Serene Velocity (1970)





Ernie Gehr's structuralist masterpiece SERENE VELOCITY is a hypnotic film which is nothing more than a rapidly edited, rhythmic piece consisting of two shots of an office hallway (one long shot, one zoomed-in close up). Our persistence of vision makes us believe that this film is a perpetual zooming in and out from one end of a hallway to another. Rather, it is a carefully edited and timed film, which consistently cuts back and forth between these two shots. The result is a mesmerizing piece which, as it progresses, treats the eyes to much profundity out of something so simple. We begin to notice the perfect geometry of the composition as the lines of the hallway converge to the center. The film becomes some kind of cosmic heartbeat, as this meticulously timed work of art becomes visual music. There is no beginning, middle or end."---IMDB

Les Blank

Werner Herzog Eats His Shoe (1980)



An episode in Herzog's history of mock-heroic self-sacrifice [jumping into a cactus bush, walking from Munich to Paris in a blizzard], "Werner Herzog Eats His Shoe" is a documentary short in which the German director fullfils his promise to Errol Morris that he would eat his shoe if Morris ever completed his first film (Gates of Heaven.)

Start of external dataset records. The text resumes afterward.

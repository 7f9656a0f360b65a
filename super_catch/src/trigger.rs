//! Deliberate fault triggers.
//!
//! Each function raises one fault kind on the calling thread the way real
//! code would hit it: a bad load, a bad opcode, a divide by zero. Kinds the
//! CPU cannot produce on the current target fall back to `raise`.
//!
//! Outside a protected scope every trigger terminates the process through
//! the signal's normal disposition. Inside one, the trigger never returns
//! and whatever it set up (a mapping, a pipe descriptor) is abandoned.

use nix::sys::signal::{Signal, raise};
use std::ptr;
use super_catch_common::fault::Fault;

/// Deliver `fault`'s signal to the calling thread with `raise`.
pub fn raise_fault(fault: Fault) {
    if let Ok(signal) = Signal::try_from(fault.signal()) {
        let _ = raise(signal);
    }
}

/// Trigger `fault` with the most realistic mechanism available.
pub fn trigger(fault: Fault) {
    match fault {
        Fault::ProcessAbort => abort(),
        Fault::ArithmeticFault => divide_by_zero(),
        Fault::IllegalInstruction => illegal_instruction(),
        Fault::Trap => breakpoint(),
        Fault::InvalidMemoryAccess => null_dereference(),
        Fault::BusError => bus_error(),
        Fault::BrokenPipe => broken_pipe(),
        Fault::TerminateRequest => terminate_request(),
        Fault::Unknown(_) => raise_fault(fault),
    }
}

/// Load through a null pointer. `SIGSEGV`.
#[inline(never)]
pub fn null_dereference() {
    #[cfg(target_arch = "x86_64")]
    // SAFETY: faults by design; touches no Rust-visible memory.
    unsafe {
        std::arch::asm!(
            "mov {0}, qword ptr [{1}]",
            out(reg) _,
            in(reg) 0usize,
            options(nostack, readonly)
        );
    }

    #[cfg(target_arch = "aarch64")]
    // SAFETY: as above.
    unsafe {
        std::arch::asm!(
            "ldr {0}, [{1}]",
            out(reg) _,
            in(reg) 0usize,
            options(nostack, readonly)
        );
    }

    #[cfg(not(any(target_arch = "x86_64", target_arch = "aarch64")))]
    // SAFETY: faults by design. Offset from null like a field access.
    unsafe {
        let _ = ptr::read_volatile(ptr::without_provenance::<usize>(16));
    }
}

/// `abort()`. `SIGABRT`.
///
/// glibc's `abort` takes an internal lock before raising and a resumed
/// checkpoint never releases it: recover from at most one abort per
/// process. Current glibc also takes that lock in `fork` and
/// `posix_spawn`, so once an abort has been recovered every later
/// `std::process::Command::spawn` in the process blocks forever. Only
/// recover an abort in a process that will not spawn children.
pub fn abort() -> ! {
    std::process::abort()
}

/// Execute an undefined opcode. `SIGILL`.
#[inline(never)]
pub fn illegal_instruction() {
    #[cfg(target_arch = "x86_64")]
    // SAFETY: faults by design.
    unsafe {
        std::arch::asm!("ud2", options(nomem, nostack));
    }

    #[cfg(target_arch = "aarch64")]
    // SAFETY: faults by design.
    unsafe {
        std::arch::asm!("udf #0", options(nomem, nostack));
    }

    #[cfg(not(any(target_arch = "x86_64", target_arch = "aarch64")))]
    raise_fault(Fault::IllegalInstruction);
}

/// Execute a breakpoint instruction. `SIGTRAP`.
#[inline(never)]
pub fn breakpoint() {
    #[cfg(target_arch = "x86_64")]
    // SAFETY: traps by design.
    unsafe {
        std::arch::asm!("int3", options(nomem, nostack));
    }

    #[cfg(target_arch = "aarch64")]
    // SAFETY: traps by design.
    unsafe {
        std::arch::asm!("brk #0", options(nomem, nostack));
    }

    #[cfg(not(any(target_arch = "x86_64", target_arch = "aarch64")))]
    raise_fault(Fault::Trap);
}

/// Integer divide by zero. `SIGFPE`.
///
/// Only x86_64 traps on it; elsewhere the signal is raised.
#[inline(never)]
pub fn divide_by_zero() {
    #[cfg(target_arch = "x86_64")]
    // SAFETY: faults by design; registers are declared clobbered.
    unsafe {
        std::arch::asm!(
            "div {0:e}",
            in(reg) 0u32,
            inout("eax") 1u32 => _,
            inout("edx") 0u32 => _,
            options(nomem, nostack)
        );
    }

    #[cfg(not(target_arch = "x86_64"))]
    raise_fault(Fault::ArithmeticFault);
}

#[cfg(target_arch = "x86_64")]
static DATA_AS_CODE: [u8; 4] = [0x0f, 0x0b, 0xc3, 0x00]; // ud2; ret
#[cfg(target_arch = "aarch64")]
static DATA_AS_CODE: [u8; 4] = [0x00, 0x00, 0x00, 0x00]; // udf #0
#[cfg(not(any(target_arch = "x86_64", target_arch = "aarch64")))]
static DATA_AS_CODE: [u8; 4] = [0; 4];

/// Jump into read-only data that holds a valid undefined opcode.
///
/// `SIGSEGV` with an execute access where the data segment is
/// non-executable, `SIGILL` where it is not.
#[inline(never)]
pub fn execute_data() {
    // SAFETY: faults by design; the target is never valid code.
    unsafe {
        let code: extern "C" fn() = std::mem::transmute(DATA_AS_CODE.as_ptr());
        code();
    }
}

/// Fill a fresh page with undefined opcodes, make it executable and call
/// into it. `SIGILL` on x86_64 and aarch64.
///
/// The page is leaked when the call faults.
#[inline(never)]
pub fn execute_opcode_page() {
    // SAFETY: sysconf has no preconditions.
    let page = match unsafe { libc::sysconf(libc::_SC_PAGESIZE) } {
        n if n > 0 => n as usize,
        _ => 4096,
    };
    // SAFETY: anonymous private mapping.
    let mem = unsafe {
        libc::mmap(
            ptr::null_mut(),
            page,
            libc::PROT_READ | libc::PROT_WRITE,
            libc::MAP_PRIVATE | libc::MAP_ANON,
            -1,
            0,
        )
    };
    if mem == libc::MAP_FAILED {
        raise_fault(Fault::IllegalInstruction);
        return;
    }

    // x86_64 needs `ud2` written in; a zero word is already `udf #0` on
    // aarch64.
    #[cfg(target_arch = "x86_64")]
    {
        // SAFETY: the mapping is page bytes long and writable.
        let bytes = unsafe { std::slice::from_raw_parts_mut(mem.cast::<u8>(), page) };
        for opcode in bytes.chunks_exact_mut(2) {
            opcode.copy_from_slice(&[0x0f, 0x0b]);
        }
    }

    // SAFETY: the mapping is ours; faults by design once executable.
    unsafe {
        if libc::mprotect(mem, page, libc::PROT_READ | libc::PROT_EXEC) != 0 {
            libc::munmap(mem, page);
            raise_fault(Fault::IllegalInstruction);
            return;
        }
        let code: extern "C" fn() = std::mem::transmute(mem);
        code();
        libc::munmap(mem, page);
    }
}

/// Read past the end of a file-backed mapping. `SIGBUS`.
///
/// Uses an empty `memfd` on Linux; the signal is raised elsewhere. The
/// mapping is leaked when the read faults.
#[inline(never)]
pub fn bus_error() {
    #[cfg(target_os = "linux")]
    {
        // SAFETY: plain syscalls on descriptors and memory owned here.
        unsafe {
            let fd = libc::memfd_create(c"super_catch_bus".as_ptr(), libc::MFD_CLOEXEC);
            if fd < 0 {
                raise_fault(Fault::BusError);
                return;
            }
            let len = 4096;
            let mem = libc::mmap(ptr::null_mut(), len, libc::PROT_READ, libc::MAP_SHARED, fd, 0);
            libc::close(fd);
            if mem == libc::MAP_FAILED {
                raise_fault(Fault::BusError);
                return;
            }
            let _ = ptr::read_volatile(mem.cast::<u8>());
            libc::munmap(mem, len);
        }
    }

    #[cfg(not(target_os = "linux"))]
    raise_fault(Fault::BusError);
}

/// Write to a pipe whose read end is closed. `SIGPIPE`.
///
/// The write end is leaked when the write faults.
#[inline(never)]
pub fn broken_pipe() {
    let mut fds = [0; 2];
    // SAFETY: fds has room for both descriptors.
    if unsafe { libc::pipe(fds.as_mut_ptr()) } != 0 {
        raise_fault(Fault::BrokenPipe);
        return;
    }
    let [read_end, write_end] = fds;
    // SAFETY: both descriptors were just created and are owned here.
    unsafe {
        libc::close(read_end);
        libc::write(write_end, b"x".as_ptr().cast(), 1);
        libc::close(write_end);
    }
}

/// `raise(SIGTERM)`.
pub fn terminate_request() {
    raise_fault(Fault::TerminateRequest);
}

The film features Herzog boiling his shoes (the ones he claims to have worn when he made the bet) in garlic and herbs for 5 hours. He eventually eats one of them before an audience at the premier of the film.

Blank went on to direct Burden of Dreams (1982), a feature-length documentary about the making of Herzog's Fitzcarraldo.

George Kuchar

I, An Actress (1977)



George Kuchar, in typical form, outcamps and outacts [in his appropriately bad sense] his titular actress Barbara Lapsley in this low-fi, plotless and nearly themeless film 'about' directing.